SECTION 5.04. Access to Information. Subject to the terms of the Collaboration
Agreement and applicable Antitrust Laws, each Seller shall afford to Jupiter Parent, the Company
and their accountants, counsel and other Representatives reasonable access, upon reasonable notice
during normal business hours during the period prior to the Closing, to all the personnel,
properties, books, contracts, commitments and records of the Business (other than the Excluded
Assets), and during such period shall furnish promptly to Jupiter Parent and the Company any
information concerning the Business or the Acquired Assets as Jupiter Parent or the Company may
reasonably request.
SECTION 5.05. Confidentiality. (a) The Company acknowledges that the information
being provided to it in connection with the Acquisition and the consummation of the other
transactions contemplated hereby and by the Transaction Documents is subject to the terms of the
confidentiality agreement between JNJ Pharmaceutical Services, LLC and Lucky Parent dated as of
October 29, 2008 (the “Confidentiality Agreement”), the terms of which are incorporated
herein by reference.
(b) Lucky Parent and each Seller shall maintain in confidence (and ensure that their
respective affiliates and employees maintain in confidence) any Confidential Information,
and shall not disclose, use or grant a third party the right to use (or permit any of their
respective affiliates and employees to disclose, use or grant such a right to use) any
Confidential Information, except: (i) on a need-to-know basis to such party’s directors,
officers and employees, and to such party’s consultants working on such party’s premises,
to the extent such disclosure is reasonably necessary for a purpose related to the
operation of the Business; (ii) with the prior written consent of Jupiter Parent; (iii) as
may be required (and only to the extent required) by Applicable Law or by the rules of any
recognized stock exchange, or Governmental Entity, in which case Lucky Parent or such
Seller shall, if practicable, supply a copy of the required disclosure to Jupiter Parent
before it is disclosed and incorporate any amendments or additions reasonably required by
Jupiter Parent and which would not thereby prevent the disclosing party from complying with
its legal obligations; or (iv) to any Taxing Authority to the extent reasonably required
for the purposes of the Tax affairs of Lucky Parent or such Seller or any of their
respective affiliates.

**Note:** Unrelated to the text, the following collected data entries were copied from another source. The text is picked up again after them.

//! Crisis line directory.

use serde::Serialize;

/// A crisis support line
#[derive(Clone, Debug, Serialize, PartialEq, Eq)]
pub struct CrisisResource {
    pub name: &'static str,
    pub number: &'static str,
    pub description: &'static str,
    /// Message body for text-only lines; `None` means the line takes calls
    pub text_body: Option<&'static str>,
}

pub const CRISIS_RESOURCES: &[CrisisResource] = &[
    CrisisResource {
        name: "National Suicide Prevention Lifeline",
        number: "988",
        description: "24/7 free and confidential support",
        text_body: None,
    },
    CrisisResource {
        name: "Crisis Text Line",
        number: "741741",
        description: "Text HOME to connect with a crisis counselor",
        text_body: Some("HOME"),
    },
    CrisisResource {
        name: "Veterans Crisis Line",
        number: "1-800-273-8255",
        description: "Support for veterans and their families",
        text_body: None,
    },
    CrisisResource {
        name: "SAMHSA National Helpline",
        number: "1-800-662-4357",
        description: "Treatment referral and information, 24/7",
        text_body: None,
    },
];

/// Number to call when in immediate danger
pub const EMERGENCY_NUMBER: &str = "911";

impl CrisisResource {
    pub fn is_text(&self) -> bool {
        self.text_body.is_some()
    }

    /// `tel:` URI for call lines, `sms:` URI with the message body for text lines
    pub fn contact_uri(&self) -> String {
        match self.text_body {
            Some(body) => format!("sms:{}&body={}", self.number, body),
            None => format!("tel:{}", self.number),
        }
    }

    /// One-line label, e.g. `Crisis Text Line, Text 741741`
    pub fn label(&self) -> String {
        let verb = if self.is_text() { "Text" } else { "Call" };
        format!("{}, {} {}", self.name, verb, self.number)
    }
}

#[cfg(test)]
mod tests {
    use super::*;

    #[test]
    fn test_text_line_uri() {
        let text_line = CRISIS_RESOURCES
            .iter()
            .find(|r| r.name == "Crisis Text Line")
            .unwrap();
        assert_eq!(text_line.contact_uri(), "sms:741741&body=HOME");
        assert_eq!(text_line.label(), "Crisis Text Line, Text 741741");
    }

    #[test]
    fn test_call_line_uri() {
        assert_eq!(CRISIS_RESOURCES[0].contact_uri(), "tel:988");
        assert!(!CRISIS_RESOURCES[0].is_text());
    }

    #[test]
    fn test_directory_contents() {
        let names: Vec<_> = CRISIS_RESOURCES.iter().map(|r| r.name).collect();
        assert!(names.contains(&"Veterans Crisis Line"));
        assert!(names.contains(&"SAMHSA National Helpline"));
        assert_eq!(CRISIS_RESOURCES.len(), 4);
    }
}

Lucky Parent and each Seller shall inform (and shall cause their
respective affiliates to inform) any director, officer, employee or consultant to whom it
provides Confidential Information that such information is confidential and shall require
them (i) to keep it confidential and (b) not to disclose it to any third party (other than
those persons to whom it has already been disclosed or may be disclosed, in each case, in
accordance with the terms of this Agreement). The covenant set forth in this Section
5.05(b) shall terminate upon the Closing, and thereafter Lucky Parent and each Seller shall
keep such information confidential in accordance with the terms of the Shareholders’
Agreement.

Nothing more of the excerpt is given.